## About this task:
Exactly as they appear, restate the lines of the material, from the first through the one containing "let status = response.status();".
»»
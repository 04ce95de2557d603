//! LLM Gateway implementation for Ollama-compatible servers

use super::error::OllamaError;
use super::protocol::{ChatRequest, ChatResponse, NdjsonBuffer};
use async_trait::async_trait;
use reqwest::StatusCode;
use std::time::Duration;
use tokio::sync::mpsc;
use toolgate_application::ports::llm_gateway::{GatewayError, LlmGateway, StreamHandle};
use toolgate_domain::{GenerationOptions, Message, StreamEvent};
use tracing::{debug, info, trace, warn};

/// Default server address
pub const DEFAULT_BASE_URL: &str = "http://localhost:11434";

const CONNECT_TIMEOUT: Duration = Duration::from_secs(10);

/// Gateway to an Ollama-compatible `/api/chat` endpoint
pub struct OllamaGateway {
    client: reqwest::Client,
    chat_url: String,
    model: String,
}

impl OllamaGateway {
    pub fn new(base_url: &str, model: impl Into<String>) -> Result<Self, OllamaError> {
        let client = reqwest::Client::builder()
            .connect_timeout(CONNECT_TIMEOUT)
            .build()
            .map_err(OllamaError::ClientBuild)?;
        Ok(Self {
            client,
            chat_url: format!("{}/api/chat", base_url.trim_end_matches('/')),
            model: model.into(),
        })
    }

    pub fn chat_url(&self) -> &str {
        &self.chat_url
    }

    async fn post(&self, request: &ChatRequest<'_>) -> Result<reqwest::Response, OllamaError> {
        let response = self
            .client
            .post(&self.chat_url)
            .json(request)
            .send()
            .await
            .map_err(|e| {
                if e.is_connect() {
                    OllamaError::Connection {
                        url: self.chat_url.clone(),
                        source: e,
                    }
                } else {
                    OllamaError::Http(e)
                }
            })?;

        let status = response.status();
        if status.is_success() {
            return Ok(response);
        }
        let body = response.text().await.unwrap_or_default();
        if status == StatusCode::NOT_FOUND {
            return Err(OllamaError::ModelNotFound(self.model.clone()));
        }
        Err(OllamaError::Status {
            status: status.as_u16(),
            body: error_message(&body),
        })
    }

    async fn chat(
        &self,
        messages: &[Message],
        options: &GenerationOptions,
    ) -> Result<String, OllamaError> {
        let request = ChatRequest::new(&self.model, messages, options, false);
        let response = self.post(&request).await?;
        let body = response.text().await?;
        let parsed: ChatResponse = serde_json::from_str(&body)?;
        if let Some(error) = parsed.error {
            return Err(OllamaError::Backend(error));
        }
        Ok(parsed.content().to_string())
    }
}

/// Pull `{"error": "..."}` out of an error body, falling back to the raw text
fn error_message(body: &str) -> String {
    serde_json::from_str::<ChatResponse>(body)
        .ok()
        .and_then(|r| r.error)
        .unwrap_or_else(|| body.trim().to_string())
}

/// Read the NDJSON body, forwarding each chunk's content as a delta.
async fn pump_stream(mut response: reqwest::Response, tx: mpsc::Sender<StreamEvent>) {
    let mut buffer = NdjsonBuffer::new();
    let mut full_text = String::new();

    loop {
        let bytes = match response.chunk().await {
            Ok(Some(bytes)) => bytes,
            Ok(None) => break,
            Err(e) => {
                let _ = tx.send(StreamEvent::Error(e.to_string())).await;
                return;
            }
        };
        for line in buffer.push(&bytes) {
            match handle_line(&line, &mut full_text, &tx).await {
                LineOutcome::Continue => {}
                LineOutcome::Stop => return,
            }
        }
    }

    if let Some(line) = buffer.finish()
        && let LineOutcome::Stop = handle_line(&line, &mut full_text, &tx).await
    {
        return;
    }
    // body ended without a done marker
    let _ = tx.send(StreamEvent::Completed(full_text)).await;
}

enum LineOutcome {
    Continue,
    Stop,
}

async fn handle_line(
    line: &str,
    full_text: &mut String,
    tx: &mpsc::Sender<StreamEvent>,
) -> LineOutcome {
    let chunk: ChatResponse = match serde_json::from_str(line) {
        Ok(chunk) => chunk,
        Err(e) => {
            warn!(error = %e, "Skipping undecodable stream line");
            return LineOutcome::Continue;
        }
    };
    if let Some(error) = chunk.error {
        let _ = tx.send(StreamEvent::Error(error)).await;
        return LineOutcome::Stop;
    }
    let content = chunk.content();
    if !content.is_empty() {
        full_text.push_str(content);
        if tx.send(StreamEvent::Delta(content.to_string())).await.is_err() {
            // receiver dropped (cancelled or timed out)
            return LineOutcome::Stop;
        }
    }
    if chunk.done {
        let _ = tx
            .send(StreamEvent::Completed(std::mem::take(full_text)))
            .await;
        return LineOutcome::Stop;
    }
    LineOutcome::Continue
}

#[async_trait]
impl LlmGateway for OllamaGateway {
    fn model_name(&self) -> &str {
        &self.model
    }

    async fn complete(
        &self,
        messages: &[Message],
        options: &GenerationOptions,
    ) -> Result<String, GatewayError> {
        debug!(model = %self.model, messages = messages.len(), "Sending chat request");
        let text = self.chat(messages, options).await?;
        trace!(chars = text.len(), "Chat response received");
        Ok(text)
    }

    async fn complete_streaming(
        &self,
        messages: &[Message],
        options: &GenerationOptions,
    ) -> Result<StreamHandle, GatewayError> {
        debug!(model = %self.model, messages = messages.len(), "Sending streamed chat request");
        let request = ChatRequest::new(&self.model, messages, options, true);
        let response = self.post(&request).await?;

        let (tx, rx) = mpsc::channel(64);
        tokio::spawn(pump_stream(response, tx));
        Ok(StreamHandle::new(rx))
    }

    /// An empty-message chat request makes the server load the model.
    async fn warm_up(&self) -> Result<(), GatewayError> {
        info!(model = %self.model, "Loading model");
        let options = GenerationOptions::default();
        let request = ChatRequest::new(&self.model, &[], &options, false);
        self.post(&request).await?;
        Ok(())
    }
}
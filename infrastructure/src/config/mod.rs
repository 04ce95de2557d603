//! Configuration file loading for toolgate
//!
//! This module handles file I/O and merging of configuration from multiple sources.
//! The priority order (highest to lowest):
//!
//! 1. `TOOLGATE_` environment variables (`__` separates section and key)
//! 2. `--config <path>` specified file
//! 3. Project root: `./toolgate.toml` or `./.toolgate.toml`
//! 4. Global: `$XDG_CONFIG_HOME/toolgate/config.toml`
//! 5. Default values

mod file_config;
mod loader;

pub use file_config::{
    ConfigValidationError, FileAgentConfig, FileConfig, FileJsonRpcConfig, FileLoggingConfig,
    FileModelConfig, FilePersonaConfig, FileReplConfig, FileToolsConfig,
};
pub use loader::ConfigLoader;
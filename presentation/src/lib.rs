//! Presentation layer for toolgate
//!
//! This crate contains CLI definitions, the console UI adapter, output
//! formatting, progress reporters, and the interactive chat interface.

pub mod chat;
pub mod cli;
pub mod config;
pub mod output;
pub mod progress;

// Re-export commonly used types
pub use chat::{ChatRepl, ConsoleChatUi};
pub use cli::commands::Cli;
pub use config::ReplConfig;
pub use output::console::ConsoleFormatter;
pub use progress::reporter::{ProgressReporter, SimpleProgress};
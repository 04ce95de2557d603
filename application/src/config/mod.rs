//! Application-level configuration.
//!
//! - [`ReasoningParams`] — loop control (iterations, timeouts, fallback text,
//!   classifier and cross-check tuning)

pub mod reasoning_params;

pub use reasoning_params::{DEFAULT_EMPTY_RESPONSE_FALLBACK, ReasoningParams};
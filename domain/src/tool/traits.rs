//! Tool domain traits
//!
//! Contains pure domain logic traits for tool validation.
//! The async ToolExecutorPort is defined in the application layer (ports).

use super::entities::{ToolCall, ToolDefinition};

/// Validator for tool calls
///
/// This is a pure domain trait that validates tool calls
/// against their definitions without any I/O operations.
pub trait ToolValidator {
    /// Validate a tool call against its definition
    fn validate(&self, call: &ToolCall, definition: &ToolDefinition) -> Result<(), String>;
}

/// Default implementation of ToolValidator
///
/// Required parameters must be present. Unknown arguments are rejected only
/// when the definition declares a parameter list; definitions discovered
/// without a schema accept anything.
#[derive(Debug, Clone, Default)]
pub struct DefaultToolValidator;

impl ToolValidator for DefaultToolValidator {
    fn validate(&self, call: &ToolCall, definition: &ToolDefinition) -> Result<(), String> {
        for param in &definition.parameters {
            if param.required && !call.arguments.contains_key(&param.name) {
                return Err(format!(
                    "Missing required parameter '{}' for tool '{}'",
                    param.name, definition.name
                ));
            }
        }

        if definition.parameters.is_empty() {
            return Ok(());
        }

        let valid_params: std::collections::HashSet<&str> =
            definition.parameters.iter().map(|p| p.name.as_str()).collect();

        for arg_name in call.arguments.keys() {
            if !valid_params.contains(arg_name.as_str()) {
                return Err(format!(
                    "Unknown parameter '{}' for tool '{}'",
                    arg_name, definition.name
                ));
            }
        }

        Ok(())
    }
}

#[cfg(test)]
mod tests {
    use super::*;
    use crate::tool::entities::{RiskTier, ToolParameter};

    #[test]
    fn test_validator_missing_required() {
        let validator = DefaultToolValidator;
        let definition = ToolDefinition::new("test", "test tool", RiskTier::Safe)
            .with_parameter(ToolParameter::new("required_param", "A required param", true));

        let call = ToolCall::new("test");
        let result = validator.validate(&call, &definition);
        assert!(result.unwrap_err().contains("Missing required parameter"));
    }

    #[test]
    fn test_validator_unknown_param() {
        let validator = DefaultToolValidator;
        let definition = ToolDefinition::new("test", "test tool", RiskTier::Safe)
            .with_parameter(ToolParameter::new("known_param", "A known param", false));

        let call = ToolCall::new("test").with_arg("unknown_param", "value");
        let result = validator.validate(&call, &definition);
        assert!(result.unwrap_err().contains("Unknown parameter"));
    }

    #[test]
    fn test_validator_schemaless_definition_accepts_anything() {
        let validator = DefaultToolValidator;
        let definition = ToolDefinition::new("remote", "remote tool", RiskTier::Safe);

        let call = ToolCall::new("remote").with_arg("anything", 1);
        assert!(validator.validate(&call, &definition).is_ok());
    }

    #[test]
    fn test_validator_valid_call() {
        let validator = DefaultToolValidator;
        let definition = ToolDefinition::new("test", "test tool", RiskTier::Safe)
            .with_parameter(ToolParameter::new("param1", "First param", true))
            .with_parameter(ToolParameter::new("param2", "Second param", false));

        let call = ToolCall::new("test")
            .with_arg("param1", "value1")
            .with_arg("param2", "value2");

        assert!(validator.validate(&call, &definition).is_ok());
    }
}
««
## Completed task:
repository 04ce95de2557d603
//! LLM Gateway implementation for Ollama-compatible servers

use super::error::OllamaError;
use super::protocol::{ChatRequest, ChatResponse, NdjsonBuffer};
use async_trait::async_trait;
use reqwest::StatusCode;
use std::time::Duration;
use tokio::sync::mpsc;
use toolgate_application::ports::llm_gateway::{GatewayError, LlmGateway, StreamHandle};
use toolgate_domain::{GenerationOptions, Message, StreamEvent};
use tracing::{debug, info, trace, warn};

/// Default server address
pub const DEFAULT_BASE_URL: &str = "http://localhost:11434";

const CONNECT_TIMEOUT: Duration = Duration::from_secs(10);

/// Gateway to an Ollama-compatible `/api/chat` endpoint
pub struct OllamaGateway {
    client: reqwest::Client,
    chat_url: String,
    model: String,
}

impl OllamaGateway {
    pub fn new(base_url: &str, model: impl Into<String>) -> Result<Self, OllamaError> {
        let client = reqwest::Client::builder()
            .connect_timeout(CONNECT_TIMEOUT)
            .build()
            .map_err(OllamaError::ClientBuild)?;
        Ok(Self {
            client,
            chat_url: format!("{}/api/chat", base_url.trim_end_matches('/')),
            model: model.into(),
        })
    }

    pub fn chat_url(&self) -> &str {
        &self.chat_url
    }

    async fn post(&self, request: &ChatRequest<'_>) -> Result<reqwest::Response, OllamaError> {
        let response = self
            .client
            .post(&self.chat_url)
            .json(request)
            .send()
            .await
            .map_err(|e| {
                if e.is_connect() {
                    OllamaError::Connection {
                        url: self.chat_url.clone(),
                        source: e,
                    }
                } else {
                    OllamaError::Http(e)
                }
            })?;

        let status = response.status();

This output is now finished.